- **WORK REQUIRED**: Read through the listing below, and copy every line where the string "column" appears.

- **RECORDS SUPPLIED**:

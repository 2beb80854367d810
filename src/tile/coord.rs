//! Tile addressing in the quad-tree pyramid.

/// One tile position at a given zoom level.
///
/// `row` is interpreted under the XYZ convention (row 0 is the northernmost
/// row); [`TileCoordinate::flipped_row`] converts to the TMS convention used
/// inside MBTiles packages.
#[derive(Debug, Clone, Copy, PartialEq, Eq, Hash)]
pub struct TileCoordinate {
    pub zoom: u8,
    pub column: u32,
    pub row: u32,
}

impl TileCoordinate {
    pub fn new(zoom: u8, column: u32, row: u32) -> Self {
        Self { zoom, column, row }
    }

    /// Row index under the opposite numbering convention: `2^zoom - row - 1`.
    ///
    /// Returns `None` when `row` does not fit the pyramid at this zoom
    /// level (or the zoom exceeds the shiftable range); such a row cannot
    /// match a tile under the flipped convention.
    pub fn flipped_row(&self) -> Option<u32> {
        1u32.checked_shl(u32::from(self.zoom))?
            .checked_sub(self.row)?
            .checked_sub(1)
    }
}
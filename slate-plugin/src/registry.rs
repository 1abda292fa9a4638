//! Command Registry

use crate::{CommandHandler, Commands};
use slate_core::{CommandId, CommandOutput, PluginError, PluginResult};
use std::collections::{HashMap, HashSet};
use std::sync::{Arc, PoisonError, RwLock};
use tracing::debug;

/// In-memory command registry a host can hand to its plugins
#[derive(Default)]
pub struct CommandRegistry {
    handlers: RwLock<HashMap<CommandId, Arc<dyn CommandHandler>>>,
}

impl CommandRegistry {
    pub fn new() -> Self {
        Self::default()
    }

    pub fn contains(&self, id: &str) -> bool {
        self.read().contains_key(id)
    }

    pub fn len(&self) -> usize {
        self.read().len()
    }

    pub fn is_empty(&self) -> bool {
        self.read().is_empty()
    }

    /// Registered ids, sorted
    pub fn command_ids(&self) -> Vec<CommandId> {
        let mut ids: Vec<CommandId> = self.read().keys().cloned().collect();
        ids.sort();
        ids
    }

    /// (id, description) pairs, sorted by id
    pub fn describe(&self) -> Vec<(CommandId, String)> {
        let mut rows: Vec<(CommandId, String)> = self.read()
            .iter()
            .map(|(id, handler)| (id.clone(), handler.description().to_string()))
            .collect();
        rows.sort_by(|a, b| a.0.cmp(&b.0));
        rows
    }

    /// Run the handler registered under `id`.
    pub async fn invoke(&self, id: &str, arg: &str) -> PluginResult<CommandOutput> {
        // Clone the handler out so the lock is not held across the await.
        let handler = self.read().get(id).cloned();
        match handler {
            Some(handler) => {
                debug!(command = id, "invoking command");
                handler.call(arg).await
            }
            None => {
                let similar = self.find_similar(id);
                let mut err = PluginError::unknown_command(id);
                if !similar.is_empty() {
                    let suggestions: Vec<&str> = similar.iter().take(5).map(|s| s.as_str()).collect();
                    err = err.with_suggestion(format!("Similar: {}", suggestions.join(", ")));
                }
                Err(err)
            }
        }
    }

    fn read(&self) -> std::sync::RwLockReadGuard<'_, HashMap<CommandId, Arc<dyn CommandHandler>>> {
        self.handlers.read().unwrap_or_else(PoisonError::into_inner)
    }

    /// Find registered ids similar to the given one (for error suggestions)
    fn find_similar(&self, id: &str) -> Vec<String> {
        let query = id.to_lowercase();
        let mut matches: Vec<(String, usize)> = self.read()
            .keys()
            .filter_map(|candidate| {
                let score = Self::similarity_score(&query, &candidate.as_str().to_lowercase());
                (score > 0).then(|| (candidate.to_string(), score))
            })
            .collect();

        // Higher score first, then alphabetical for stable output
        matches.sort_by(|a, b| b.1.cmp(&a.1).then_with(|| a.0.cmp(&b.0)));
        matches.into_iter().map(|(id, _)| id).collect()
    }

    fn similarity_score(query: &str, candidate: &str) -> usize {
        let mut score = 0;

        if candidate.starts_with(query) {
            score += 100;
        } else if candidate.contains(query) {
            score += 50;
        } else if query.contains(candidate) {
            score += 30;
        }

        // Same namespace counts as a hint on its own
        let query_ns = query.split('.').next().unwrap_or_default();
        let candidate_ns = candidate.split('.').next().unwrap_or_default();
        if !query_ns.is_empty() && query_ns == candidate_ns {
            score += 40;
        }

        if score == 0 {
            return 0;
        }

        let query_chars: HashSet<char> = query.chars().collect();
        let candidate_chars: HashSet<char> = candidate.chars().collect();
        score += query_chars.intersection(&candidate_chars).count() * 2;

        let len_diff = query.len().abs_diff(candidate.len());
        if len_diff < 5 {
            score += 5 - len_diff;
        }

        score
    }
}

impl Commands for CommandRegistry {
    fn register(&self, id: CommandId, handler: Arc<dyn CommandHandler>) -> PluginResult<()> {
        let mut handlers = self.handlers.write().unwrap_or_else(PoisonError::into_inner);
        if handlers.contains_key(&id) {
            return Err(PluginError::DuplicateCommand(id.to_string()));
        }
        debug!(command = %id, "registered command");
        handlers.insert(id, handler);
        Ok(())
    }
}

impl std::fmt::Debug for CommandRegistry {
    fn fmt(&self, f: &mut std::fmt::Formatter<'_>) -> std::fmt::Result {
        f.debug_struct("CommandRegistry")
            .field("commands", &self.command_ids())
            .finish()
    }
}

#[cfg(test)]
mod tests {
    use super::*;
    use async_trait::async_trait;
    use serde_json::json;

    struct Echo;

    #[async_trait]
    impl CommandHandler for Echo {
        fn description(&self) -> &str {
            "Echo the argument back"
        }

        async fn call(&self, arg: &str) -> PluginResult<CommandOutput> {
            Ok(json!(arg))
        }
    }

    struct Silent;

    #[async_trait]
    impl CommandHandler for Silent {
        async fn call(&self, _arg: &str) -> PluginResult<CommandOutput> {
            Ok(CommandOutput::Null)
        }
    }

    fn id(s: &str) -> CommandId {
        CommandId::new(s).unwrap()
    }

    #[test]
    fn test_registry_creation() {
        let registry = CommandRegistry::new();
        assert!(registry.is_empty());
        assert_eq!(registry.len(), 0);
    }

    #[test]
    fn test_register() {
        let registry = CommandRegistry::new();
        registry.register(id("demo.echo"), Arc::new(Echo)).unwrap();

        assert_eq!(registry.len(), 1);
        assert!(registry.contains("demo.echo"));
        assert!(!registry.contains("demo.other"));
    }

    #[test]
    fn test_duplicate_registration() {
        let registry = CommandRegistry::new();
        registry.register(id("demo.echo"), Arc::new(Echo)).unwrap();

        let err = registry.register(id("demo.echo"), Arc::new(Silent)).unwrap_err();
        assert!(matches!(err, PluginError::DuplicateCommand(ref c) if c == "demo.echo"));
        assert_eq!(registry.len(), 1);
    }

    #[test]
    fn test_listing_is_sorted() {
        let registry = CommandRegistry::new();
        registry.register(id("zeta.last"), Arc::new(Silent)).unwrap();
        registry.register(id("alpha.first"), Arc::new(Echo)).unwrap();

        let ids: Vec<String> = registry.command_ids().iter().map(|c| c.to_string()).collect();
        assert_eq!(ids, vec!["alpha.first", "zeta.last"]);

        let rows = registry.describe();
        assert_eq!(rows[0].1, "Echo the argument back");
        assert_eq!(rows[1].1, "");
    }

    #[tokio::test]
    async fn test_invoke() {
        let registry = CommandRegistry::new();
        registry.register(id("demo.echo"), Arc::new(Echo)).unwrap();

        let out = registry.invoke("demo.echo", "hello").await.unwrap();
        assert_eq!(out, json!("hello"));
    }

    #[tokio::test]
    async fn test_invoke_unknown_suggests_similar() {
        let registry = CommandRegistry::new();
        registry.register(id("notifications.info"), Arc::new(Echo)).unwrap();
        registry.register(id("other.thing"), Arc::new(Silent)).unwrap();

        let err = registry.invoke("notifications.inf", "").await.unwrap_err();
        match err {
            PluginError::UnknownCommand { id, suggestion } => {
                assert_eq!(id, "notifications.inf");
                let suggestion = suggestion.unwrap();
                assert!(suggestion.starts_with("Similar: notifications.info"), "{}", suggestion);
            }
            other => panic!("unexpected error: {:?}", other),
        }
    }

    #[tokio::test]
    async fn test_invoke_unknown_without_match() {
        let registry = CommandRegistry::new();
        let err = registry.invoke("nothing.here", "").await.unwrap_err();
        assert!(matches!(err, PluginError::UnknownCommand { suggestion: None, .. }));
    }
}
//! Notifications shown by the host's notification surface

use serde::{Deserialize, Serialize};
use std::fmt;

/// Severity of a notification
#[derive(Debug, Clone, Copy, PartialEq, Eq, Serialize, Deserialize)]
#[serde(rename_all = "lowercase")]
pub enum Severity {
    Info,
    Warning,
    Error,
}

impl Severity {
    pub fn as_str(&self) -> &'static str {
        match self {
            Severity::Info => "info",
            Severity::Warning => "warning",
            Severity::Error => "error",
        }
    }
}

impl fmt::Display for Severity {
    fn fmt(&self, f: &mut fmt::Formatter<'_>) -> fmt::Result {
        f.write_str(self.as_str())
    }
}

/// A severity-tagged message
#[derive(Debug, Clone, PartialEq, Eq, Serialize, Deserialize)]
pub struct Notification {
    pub severity: Severity,
    pub message: String,
}

impl Notification {
    pub fn new(severity: Severity, message: impl Into<String>) -> Self {
        Self { severity, message: message.into() }
    }

    pub fn info(message: impl Into<String>) -> Self {
        Self::new(Severity::Info, message)
    }

    pub fn warning(message: impl Into<String>) -> Self {
        Self::new(Severity::Warning, message)
    }

    pub fn error(message: impl Into<String>) -> Self {
        Self::new(Severity::Error, message)
    }
}

impl fmt::Display for Notification {
    fn fmt(&self, f: &mut fmt::Formatter<'_>) -> fmt::Result {
        write!(f, "[{}] {}", self.severity, self.message)
    }
}

/// Host-assigned handle for a shown notification. Opaque to plugins.
#[derive(Debug, Clone, Copy, PartialEq, Eq, Hash, Serialize, Deserialize)]
#[serde(transparent)]
pub struct NotificationId(pub u64);

impl From<NotificationId> for serde_json::Value {
    fn from(id: NotificationId) -> Self {
        serde_json::Value::from(id.0)
    }
}
//! Interactive command loop

use crate::console::Console;
use slate_core::PluginResult;
use slate_plugin::CommandRegistry;
use tokio::io::{AsyncBufRead, AsyncWrite};
use tracing::{debug, info, warn};

/// One line of user input
#[derive(Debug, PartialEq, Eq)]
pub enum Line<'a> {
    Blank,
    Help,
    Quit,
    /// Command id plus everything after the first run of whitespace
    Command { id: &'a str, arg: &'a str },
}

pub fn parse_line(line: &str) -> Line<'_> {
    let line = line.trim();
    if line.is_empty() {
        return Line::Blank;
    }
    let (id, arg) = match line.split_once(char::is_whitespace) {
        Some((id, rest)) => (id, rest.trim_start()),
        None => (line, ""),
    };
    match id {
        "help" => Line::Help,
        "quit" | "exit" => Line::Quit,
        _ => Line::Command { id, arg },
    }
}

/// Read commands until `quit` or end of input. Command failures are
/// reported to the user and do not end the session.
pub async fn run<R, W>(console: &Console<R, W>, registry: &CommandRegistry) -> PluginResult<()>
where
    R: AsyncBufRead + Unpin + Send,
    W: AsyncWrite + Unpin + Send,
{
    loop {
        let line = match console.read_line().await? {
            Some(line) => line,
            None => {
                info!("input closed");
                break;
            }
        };

        match parse_line(&line) {
            Line::Blank => continue,
            Line::Quit => break,
            Line::Help => print_help(console, registry).await?,
            Line::Command { id, arg } => match registry.invoke(id, arg).await {
                Ok(output) => debug!(command = id, %output, "command completed"),
                Err(e) => {
                    warn!(command = id, code = e.code(), error = %e, "command failed");
                    console.write_line(&format!("error: {}", e)).await?;
                }
            },
        }
    }
    Ok(())
}

async fn print_help<R, W>(console: &Console<R, W>, registry: &CommandRegistry) -> PluginResult<()>
where
    R: AsyncBufRead + Unpin + Send,
    W: AsyncWrite + Unpin + Send,
{
    let rows = registry.describe();
    if rows.is_empty() {
        return console.write_line("no commands registered").await;
    }
    let width = rows.iter().map(|(id, _)| id.as_str().len()).max().unwrap_or(0);
    for (id, description) in rows {
        let row = format!("{:<width$}  {}", id.as_str(), description, width = width);
        console.write_line(row.trim_end()).await?;
    }
    Ok(())
}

- **RESPONSE TO THIS EXERCISE**:
    pub column: u32,
    pub fn new(zoom: u8, column: u32, row: u32) -> Self {
        Self { zoom, column, row }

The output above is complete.